XPath Cheatsheet for Search Engine Optimisation (SEO)#

Certain XPath expressions are especially useful for search engine optimisation.

Content#

H1 Headline#

Count all <h1> nodes to ensure that a web page has and only has one main headline. Should not be 0 or larger than 1:

count(//h1)
Example

How to use Browserist to check whether a web page has exactly one <h1> headline tag:

Python
1
2
3
4
5
from browserist import Browser

with Browser() as browser:
    browser.open.url("https://example.com")
    assert browser.tool.count_elements("//h1") == 1

Image Alt Text#

Ensure that all images on web page have an alt text.

//img[not(@alt)]
Example

How to use Browserist to check whether a web page has images without alt text:

Python
1
2
3
4
5
6
7
8
from browserist import Browser

with Browser() as browser:
    browser.open.url("https://example.com")
    if browser.check_if.does_exist("//img"):
        alt_texts = browser.get.attribute.values("//img", "alt")
        for alt_text in alt_texts:
            assert len(alt_text) > 0

Meta Data#

Similarly, ensure that a web page has meta description. Should not be 0 or larger than 1:

count(//meta[@name='description']/@content)

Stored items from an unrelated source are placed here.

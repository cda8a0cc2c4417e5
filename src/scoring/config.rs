use serde::{Deserialize, Serialize};

use super::{ScoringError, ScoringResult};
use crate::db::models::event::EventKind;

pub const DEFAULT_MAX_PAGE_SIZE: i64 = 1000;

/// Events stamped further ahead of the service clock than this are rejected.
pub const DEFAULT_MAX_CLOCK_SKEW_SECS: i64 = 5 * 60;

/// Score delta per event kind. Every kind is listed so a match over [`EventKind`] stays total.
#[derive(Debug, Clone, Copy, PartialEq, Eq, Serialize, Deserialize)]
#[serde(default, deny_unknown_fields)]
pub struct ScoringTable {
    pub pull_request_opened: i64,
    pub pull_request_closed: i64,
    pub pull_request_merged: i64,
    pub pull_request_reviewed: i64,
    pub issue_opened: i64,
    pub issue_closed: i64,
    pub issue_commented: i64,
    pub push: i64,
}

impl Default for ScoringTable {
    fn default() -> Self {
        Self {
            pull_request_opened: 1,
            pull_request_closed: 2,
            pull_request_merged: 5,
            pull_request_reviewed: 3,
            issue_opened: 4,
            issue_closed: 2,
            issue_commented: 1,
            push: 1,
        }
    }
}

impl ScoringTable {
    pub fn delta(&self, kind: EventKind) -> i64 {
        match kind {
            EventKind::PullRequestOpened => self.pull_request_opened,
            EventKind::PullRequestClosed => self.pull_request_closed,
            EventKind::PullRequestMerged => self.pull_request_merged,
            EventKind::PullRequestReviewed => self.pull_request_reviewed,
            EventKind::IssueOpened => self.issue_opened,
            EventKind::IssueClosed => self.issue_closed,
            EventKind::IssueCommented => self.issue_commented,
            EventKind::Push => self.push,
        }
    }

    /// Parses an override such as `{"push": 2}`; omitted kinds keep their default.
    pub fn from_json(raw: &str) -> ScoringResult<Self> {
        let table: ScoringTable = serde_json::from_str(raw)
            .map_err(|e| ScoringError::InvalidConfig(format!("scoring table: {e}")))?;
        table.check()?;
        Ok(table)
    }

    /// Rejects kinds that would score nothing or take points away; totals only grow.
    pub fn check(&self) -> ScoringResult<()> {
        match EventKind::ALL.into_iter().find(|kind| self.delta(*kind) <= 0) {
            Some(kind) => Err(ScoringError::InvalidConfig(format!(
                "scoring table: '{kind}' must have a positive delta, got {}",
                self.delta(kind)
            ))),
            None => Ok(()),
        }
    }
}

#[derive(Debug, Clone, Copy)]
pub struct ScoringConfig {
    pub table: ScoringTable,
    pub max_page_size: i64,
    pub max_clock_skew: chrono::Duration,
}

impl Default for ScoringConfig {
    fn default() -> Self {
        Self {
            table: ScoringTable::default(),
            max_page_size: DEFAULT_MAX_PAGE_SIZE,
            max_clock_skew: chrono::Duration::seconds(DEFAULT_MAX_CLOCK_SKEW_SECS),
        }
    }
}

impl ScoringConfig {
    /// Default limits, with the table taken from `raw` JSON when present.
    pub fn from_table_override(raw: Option<&str>) -> ScoringResult<Self> {
        let table = match raw {
            Some(raw) => ScoringTable::from_json(raw)?,
            None => ScoringTable::default(),
        };

        Ok(Self {
            table,
            ..Default::default()
        })
    }
}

And you can ensure that length of the meta description is more than 50 characters by using the string-length() function:

string-length(/html/head/meta[@name='description']/@content) > 50

Check if a web page has a canonical URL. If it has, it should only be 1:

count(//link[@rel='canonical'])

Ensure that a web page has a robots meta tag. Should not be 0 or larger than 1:

count(//meta[@name='robots'])
Example

How to use Browserist to check whether a web page has relevant meta data:

Python
from browserist import Browser

with Browser() as browser:
    browser.open.url("https://example.com")

    if browser.check_if.does_exist("//link[@rel='canonical']"):
        assert browser.tool.count_elements("//link[@rel='canonical']") <= 1

    assert browser.tool.count_elements("//meta[@name='robots']") == 1

    meta_description = browser.get.attribute.value("//meta[@name='description']", "content")
    assert len(meta_description) > 50

Page Title#

Ensure that a web page doesn't have an empty title:

/html/head/title[. != '']
Example

How to use Browserist to check whether a web page has a page title:

Python
1
2
3
4
5
from browserist import Browser

with Browser() as browser:
    browser.open.url("https://example.com")
    assert browser.check_if.does_exist("/html/head/title[. != '']")

Alternatively, there's a simpler solution without using XPath:

Python
    assert browser.get.page_title() != ""